Unos 300.000 niños mueren cada año en China antes de cumplir los 5 años, lo que supone un descenso del 58 por ciento desde el año 2000, según el "Informe sobre el Desarrollo de la Salud de Mujeres y Niños", publicado hoy por el diario "China Daily".

El informe, elaborado por primera vez por el ministerio de Salud, señala que el 36 por ciento de los menores fallece en el hogar y sin apenas asistencia médica, principalmente por nacimientos prematuros, enfermedades cardíacas congénitas y asfixia por accidentes.

"China aún afronta grandes desafíos para reducir la alta mortalidad infantil y alcanzar una mejor igualdad sanitaria", dijo el director de maternidad e infancia del Ministerio, Qin Huaijin.
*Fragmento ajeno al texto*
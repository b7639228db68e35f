//! Core runtime configuration.
//!
//! Configuration is resolved once at process startup and then passed into core services.
//! Request handling never reads environment variables.
//!
//! Binaries collect raw values with [`ConfigValues::from_env`] (or build them directly in
//! tests) and turn them into a validated [`SmartConfig`] with [`SmartConfig::resolve`].

use crate::constants::{
    DEFAULT_AUTHORIZE_URL, DEFAULT_DEV_REDIRECT_URI, DEFAULT_FHIR_BASE_URL, DEFAULT_RESOURCES,
    DEFAULT_SCOPE, DEFAULT_TOKEN_URL,
};
use crate::{SmartError, SmartResult};
use fhir::{validate_resource_id, ResourceKind};
use smart_types::NonEmptyText;
use url::Url;

/// Deployment environment, which selects the redirect URI.
#[derive(Clone, Copy, Debug, PartialEq, Eq)]
pub enum Environment {
    Development,
    Production,
}

impl Environment {
    /// Parse the environment name. `None` or blank means development.
    pub fn from_env_value(value: Option<&str>) -> SmartResult<Self> {
        match value.map(str::trim).unwrap_or("") {
            "" | "development" | "dev" => Ok(Environment::Development),
            "production" | "prod" => Ok(Environment::Production),
            other => Err(SmartError::InvalidConfig(format!(
                "unknown environment {other:?} (expected development or production)"
            ))),
        }
    }
}

/// Raw, unvalidated configuration values.
#[derive(Clone, Debug, Default)]
pub struct ConfigValues {
    pub client_id: Option<String>,
    pub environment: Option<String>,
    pub redirect_uri_dev: Option<String>,
    pub redirect_uri_prod: Option<String>,
    pub authorize_url: Option<String>,
    pub token_url: Option<String>,
    pub fhir_base_url: Option<String>,
    pub scope: Option<String>,
    pub resources: Option<String>,
    pub questionnaire_id: Option<String>,
    pub care_plan_id: Option<String>,
}

impl ConfigValues {
    /// Read the `SMART_*` variables from the process environment.
    ///
    /// Call once at startup.
    pub fn from_env() -> Self {
        let var = |name: &str| std::env::var(name).ok();
        Self {
            client_id: var("SMART_CLIENT_ID"),
            environment: var("SMART_ENV"),
            redirect_uri_dev: var("SMART_REDIRECT_URI_DEV"),
            redirect_uri_prod: var("SMART_REDIRECT_URI_PROD"),
            authorize_url: var("SMART_AUTHORIZE_URL"),
            token_url: var("SMART_TOKEN_URL"),
            fhir_base_url: var("SMART_FHIR_BASE_URL"),
            scope: var("SMART_SCOPE"),
            resources: var("SMART_RESOURCES"),
            questionnaire_id: var("SMART_QUESTIONNAIRE_ID"),
            care_plan_id: var("SMART_CARE_PLAN_ID"),
        }
    }
}

/// Core configuration resolved at startup.
#[derive(Clone, Debug)]
pub struct SmartConfig {
    client_id: NonEmptyText,
    environment: Environment,
    redirect_uri: Url,
    authorize_url: Url,
    token_url: Url,
    fhir_base_url: Url,
    scope: String,
    resources: Vec<ResourceKind>,
    questionnaire_id: Option<String>,
    care_plan_id: Option<String>,
}

impl SmartConfig {
    /// Validate raw values and fill in defaults.
    ///
    /// # Errors
    ///
    /// Returns [`SmartError::InvalidConfig`] if:
    /// - the client id is missing,
    /// - the environment is production and no production redirect URI is set,
    /// - any URL is malformed or not http(s),
    /// - the resource list names an unknown or non-readable resource type,
    /// - a configured questionnaire or care plan id is not a valid FHIR id.
    pub fn resolve(values: ConfigValues) -> SmartResult<Self> {
        let client_id = NonEmptyText::from_optional(values.client_id)
            .ok_or_else(|| SmartError::InvalidConfig("SMART_CLIENT_ID is required".into()))?;

        let environment = Environment::from_env_value(values.environment.as_deref())?;

        let redirect_uri = match environment {
            Environment::Development => parse_http_url(
                "SMART_REDIRECT_URI_DEV",
                &or_default(values.redirect_uri_dev, DEFAULT_DEV_REDIRECT_URI),
            )?,
            Environment::Production => {
                let value = NonEmptyText::from_optional(values.redirect_uri_prod).ok_or_else(
                    || {
                        SmartError::InvalidConfig(
                            "SMART_REDIRECT_URI_PROD is required in production".into(),
                        )
                    },
                )?;
                parse_http_url("SMART_REDIRECT_URI_PROD", value.as_str())?
            }
        };

        let authorize_url = parse_http_url(
            "SMART_AUTHORIZE_URL",
            &or_default(values.authorize_url, DEFAULT_AUTHORIZE_URL),
        )?;
        let token_url = parse_http_url(
            "SMART_TOKEN_URL",
            &or_default(values.token_url, DEFAULT_TOKEN_URL),
        )?;

        // Url::join drops the last path segment unless the base ends in '/'.
        let mut base = or_default(values.fhir_base_url, DEFAULT_FHIR_BASE_URL);
        if !base.ends_with('/') {
            base.push('/');
        }
        let fhir_base_url = parse_http_url("SMART_FHIR_BASE_URL", &base)?;

        let scope = or_default(values.scope, DEFAULT_SCOPE);

        let resources = ResourceKind::parse_list(&or_default(values.resources, DEFAULT_RESOURCES))
            .map_err(|e| SmartError::InvalidConfig(format!("SMART_RESOURCES: {e}")))?;
        if let Some(kind) = resources
            .iter()
            .find(|k| !ResourceKind::READABLE.contains(k))
        {
            return Err(SmartError::InvalidConfig(format!(
                "SMART_RESOURCES: {kind} cannot be fetched at sign-in"
            )));
        }

        let questionnaire_id = optional_id("SMART_QUESTIONNAIRE_ID", values.questionnaire_id)?;
        let care_plan_id = optional_id("SMART_CARE_PLAN_ID", values.care_plan_id)?;

        Ok(Self {
            client_id,
            environment,
            redirect_uri,
            authorize_url,
            token_url,
            fhir_base_url,
            scope,
            resources,
            questionnaire_id,
            care_plan_id,
        })
    }

    pub fn client_id(&self) -> &str {
        self.client_id.as_str()
    }

    pub fn environment(&self) -> Environment {
        self.environment
    }

    pub fn redirect_uri(&self) -> &Url {
        &self.redirect_uri
    }

    pub fn authorize_url(&self) -> &Url {
        &self.authorize_url
    }

    pub fn token_url(&self) -> &Url {
        &self.token_url
    }

    /// FHIR base URL, always ending in `/`.
    pub fn fhir_base_url(&self) -> &Url {
        &self.fhir_base_url
    }

    pub fn scope(&self) -> &str {
        &self.scope
    }

    /// Resource types fetched after sign-in, in configured order.
    pub fn resources(&self) -> &[ResourceKind] {
        &self.resources
    }

    pub fn questionnaire_id(&self) -> Option<&str> {
        self.questionnaire_id.as_deref()
    }

    pub fn care_plan_id(&self) -> Option<&str> {
        self.care_plan_id.as_deref()
    }

    /// Resolve a path relative to the FHIR base URL.
    pub fn fhir_url(&self, path: &str) -> SmartResult<Url> {
        Ok(self.fhir_base_url.join(path)?)
    }
}

fn or_default(value: Option<String>, default: &str) -> String {
    NonEmptyText::from_optional(value)
        .map(|v| v.as_str().to_string())
        .unwrap_or_else(|| default.to_string())
}

fn parse_http_url(name: &str, value: &str) -> SmartResult<Url> {
    let parsed = Url::parse(value)
        .map_err(|e| SmartError::InvalidConfig(format!("{name}: invalid URL {value:?}: {e}")))?;

    if !matches!(parsed.scheme(), "http" | "https") {
        return Err(SmartError::InvalidConfig(format!(
            "{name}: URL must use http or https scheme, got: {}",
            parsed.scheme()
        )));
    }

    Ok(parsed)
}

fn optional_id(name: &str, value: Option<String>) -> SmartResult<Option<String>> {
    NonEmptyText::from_optional(value)
        .map(|id| {
            validate_resource_id(id.as_str())
                .map(str::to_string)
                .map_err(|e| SmartError::InvalidConfig(format!("{name}: {e}")))
        })
        .transpose()
}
En 2010, el índice de mortandad menores de 5 años fue de 1,64 por ciento, una bajada del 58 por ciento desde el año 2000, señaló Qin, quien lo atribuyó a la mejor política sanitaria del Gobierno.

Según el informe oficial, casi el 12 por ciento de los niños que mueren antes de los 5 años no recibe ningún tipo de tratamiento médico, ya sea por problemas económicos, de transporte o de descuido por parte de sus padres.

La desigualdad en el acceso a la salud queda reflejada también en la relación entre las áreas rurales y las urbanas, que es de casi tres a una.

En 2010, la tasa de decesos de niños menores de 5 años en la ciudad fue de 7,3 de cada 1.000, mientras que en el campo fue de 20,1 de cada 1.000.

China se encuentra en quinto lugar entre los países con mayor mortalidad infantil, según Wen Chunmei, representante de la Organización Mundial de la Salud (OMS) en el país asiático.

Robert Scherpbier, un experto en niñez y adolescencia de la UNICEF, destacó que Pekín debe prestar especial atención a los hijos de los trabajadores migrantes, tanto los que se trasladan a la ciudad con sus padres como los que se quedan en los pueblos.